Extracted records.
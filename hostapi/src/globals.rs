//! The global object the guest runtime bootstraps from.
//!
//! The Go runtime looks up a handful of globals while it initializes
//! (`Object`, `Array`, `Uint8Array`, `Date`, `fs`, `process`, `crypto`)
//! and aborts if any is missing. Filesystem and process operations have no
//! backing store here and report `ENOSYS`.

use std::time::{SystemTime, UNIX_EPOCH};

use rand::rngs::OsRng;
use rand::RngCore;
use tracing::{error, info, warn};

use crate::error::{enosys, type_error};
use crate::object::{call, HostObject, Invocation, ObjectKind, MAX_DENSE_LENGTH};
use crate::traits::GuestApi;
use crate::value::HostValue;

/// Filesystem operations that only report `ENOSYS` through their callback.
const UNSUPPORTED_FS_OPS: &[&str] = &[
    "chmod", "chown", "close", "fchmod", "fchown", "fstat", "fsync", "ftruncate", "lchown", "link",
    "lstat", "mkdir", "open", "read", "readdir", "readlink", "rename", "rmdir", "stat", "symlink",
    "truncate", "unlink", "utimes",
];

const FS_CONSTANTS: &[&str] = &[
    "O_WRONLY",
    "O_RDWR",
    "O_CREAT",
    "O_TRUNC",
    "O_APPEND",
    "O_EXCL",
    "O_DIRECTORY",
];

/// A fresh global object with the standard environment installed.
pub fn new_global() -> HostObject {
    let global = HostObject::ordinary();
    install_globals(&global);
    global
}

/// Install the standard environment on `global`.
pub fn install_globals(global: &HostObject) {
    global.set("Object", object_constructor().into());
    global.set("Array", array_constructor().into());
    global.set("Uint8Array", uint8_array_constructor().into());
    global.set("Error", error_constructor().into());
    global.set("Date", date_constructor().into());
    global.set("fs", fs_module().into());
    global.set("process", process_module().into());
    global.set("crypto", crypto_module().into());
    global.set("console", console_module().into());
}

fn method<F>(target: &HostObject, name: &str, body: F)
where
    F: Fn(&mut dyn GuestApi, Invocation) -> Result<HostValue, HostValue> + 'static,
{
    target.set(name, HostObject::function(name, body).into());
}

/// Prototype of the receiver `construct` allocated, if any.
fn receiver_proto(inv: &Invocation) -> Option<HostObject> {
    if inv.construct {
        inv.this.as_object().and_then(HostObject::proto)
    } else {
        None
    }
}

fn to_fd(value: &HostValue) -> i64 {
    value.as_number().filter(|n| n.is_finite()).map_or(-1, |n| n as i64)
}

fn object_constructor() -> HostObject {
    HostObject::constructor("Object", |_, inv| match inv.arg(0) {
        HostValue::Object(obj) => Ok(obj.into()),
        _ if inv.construct => Ok(inv.this),
        _ => Ok(HostObject::ordinary().into()),
    })
}

fn array_constructor() -> HostObject {
    HostObject::constructor("Array", |_, inv| {
        let items = match inv.args.as_slice() {
            [HostValue::Number(n)] => {
                if n.fract() != 0.0 || *n < 0.0 || *n > f64::from(u32::MAX) {
                    return Err(crate::error::error_value("RangeError", "Invalid array length"));
                }
                if *n > MAX_DENSE_LENGTH as f64 {
                    return Err(crate::error::error_value("RangeError", "Array length too large"));
                }
                vec![HostValue::Undefined; *n as usize]
            }
            args => args.to_vec(),
        };
        Ok(HostObject::new(ObjectKind::Array(items), receiver_proto(&inv)).into())
    })
}

fn uint8_array_constructor() -> HostObject {
    HostObject::constructor("Uint8Array", |_, inv| {
        if !inv.construct {
            return Err(type_error("Constructor Uint8Array requires 'new'"));
        }
        let data = match inv.arg(0) {
            HostValue::Undefined => Vec::new(),
            HostValue::Number(n)
                if n.is_finite() && n >= 0.0 && n.fract() == 0.0 && n <= MAX_DENSE_LENGTH as f64 =>
            {
                vec![0; n as usize]
            }
            HostValue::Number(_) => {
                return Err(crate::error::error_value("RangeError", "Invalid typed array length"))
            }
            HostValue::Object(src) => match src.with_bytes(<[u8]>::to_vec) {
                Some(bytes) => bytes,
                None => src
                    .array_items()
                    .unwrap_or_default()
                    .iter()
                    .map(crate::object::to_uint8)
                    .collect(),
            },
            _ => Vec::new(),
        };
        Ok(HostObject::new(ObjectKind::Bytes(data), receiver_proto(&inv)).into())
    })
}

fn error_constructor() -> HostObject {
    HostObject::constructor("Error", |_, inv| {
        let err = HostObject::new(ObjectKind::Error, receiver_proto(&inv));
        err.set("name", "Error".into());
        err.set(
            "message",
            match inv.arg(0) {
                HostValue::Undefined => HostValue::from(""),
                other => other.to_display_string().into(),
            },
        );
        Ok(err.into())
    })
}

fn now_millis() -> f64 {
    SystemTime::now()
        .duration_since(UNIX_EPOCH)
        .map(|d| d.as_millis() as f64)
        .unwrap_or(0.0)
}

fn date_constructor() -> HostObject {
    let date = HostObject::constructor("Date", |_, inv| {
        if inv.construct {
            Ok(inv.this)
        } else {
            Ok(HostValue::string(now_millis().to_string()))
        }
    });
    if let Some(proto) = date.prototype() {
        // Guests run in UTC.
        method(&proto, "getTimezoneOffset", |_, _| Ok(HostValue::Number(0.0)));
    }
    method(&date, "now", |_, _| Ok(HostValue::Number(now_millis())));
    date
}

fn fs_module() -> HostObject {
    let fs = HostObject::ordinary();
    let constants = HostObject::ordinary();
    for name in FS_CONSTANTS {
        constants.set(name, HostValue::Number(-1.0));
    }
    fs.set("constants", constants.into());

    method(&fs, "writeSync", |guest, inv| write_sync(guest, &inv.arg(0), &inv.arg(1)));

    method(&fs, "write", |guest, inv| {
        let callback = inv.arg(5);
        let buf = inv.arg(1);
        let whole_buffer = inv.arg(2).as_number() == Some(0.0)
            && inv.arg(3).as_number() == Some(buf.length()? as f64)
            && matches!(inv.arg(4), HostValue::Null);
        let args = if whole_buffer {
            let written = write_sync(guest, &inv.arg(0), &buf)?;
            vec![HostValue::Null, written]
        } else {
            vec![enosys("write")]
        };
        call(guest, &callback, HostValue::Undefined, args)?;
        Ok(HostValue::Undefined)
    });

    for op in UNSUPPORTED_FS_OPS {
        method(&fs, op, move |guest, inv| {
            let callback = inv.args.last().cloned().unwrap_or_default();
            call(guest, &callback, HostValue::Undefined, vec![enosys(op)])?;
            Ok(HostValue::Undefined)
        });
    }
    fs
}

fn write_sync(
    guest: &mut dyn GuestApi,
    fd: &HostValue,
    buf: &HostValue,
) -> Result<HostValue, HostValue> {
    let bytes = buf
        .as_object()
        .and_then(|obj| obj.with_bytes(<[u8]>::to_vec))
        .ok_or_else(|| type_error("writeSync: buffer must be a Uint8Array"))?;
    guest.write_output(to_fd(fd), &bytes);
    Ok(HostValue::Number(bytes.len() as f64))
}

fn process_module() -> HostObject {
    let process = HostObject::ordinary();
    process.set("pid", HostValue::Number(-1.0));
    process.set("ppid", HostValue::Number(-1.0));
    for name in ["getuid", "getgid", "geteuid", "getegid"] {
        method(&process, name, |_, _| Ok(HostValue::Number(-1.0)));
    }
    for name in ["cwd", "chdir", "umask", "getgroups"] {
        method(&process, name, move |_, _| Err(enosys(name)));
    }
    process
}

fn crypto_module() -> HostObject {
    let crypto = HostObject::ordinary();
    method(&crypto, "getRandomValues", |_, inv| {
        let target = inv.arg(0);
        target
            .as_object()
            .and_then(|obj| obj.with_bytes_mut(|buf| OsRng.fill_bytes(buf)))
            .ok_or_else(|| type_error("getRandomValues: argument must be a Uint8Array"))?;
        Ok(target)
    });
    crypto
}

fn console_module() -> HostObject {
    fn line(inv: &Invocation) -> String {
        inv.args
            .iter()
            .map(HostValue::to_display_string)
            .collect::<Vec<_>>()
            .join(" ")
    }

    let console = HostObject::ordinary();
    method(&console, "log", |_, inv| {
        info!(target: "gobridge::console", "{}", line(&inv));
        Ok(HostValue::Undefined)
    });
    method(&console, "info", |_, inv| {
        info!(target: "gobridge::console", "{}", line(&inv));
        Ok(HostValue::Undefined)
    });
    method(&console, "warn", |_, inv| {
        warn!(target: "gobridge::console", "{}", line(&inv));
        Ok(HostValue::Undefined)
    });
    method(&console, "error", |_, inv| {
        error!(target: "gobridge::console", "{}", line(&inv));
        Ok(HostValue::Undefined)
    });
    console
}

Task instructions.
Copy each line of the listing that holds the word "data".

Answer for the task.
        let data = match inv.arg(0) {
        Ok(HostObject::new(ObjectKind::Bytes(data), receiver_proto(&inv)).into())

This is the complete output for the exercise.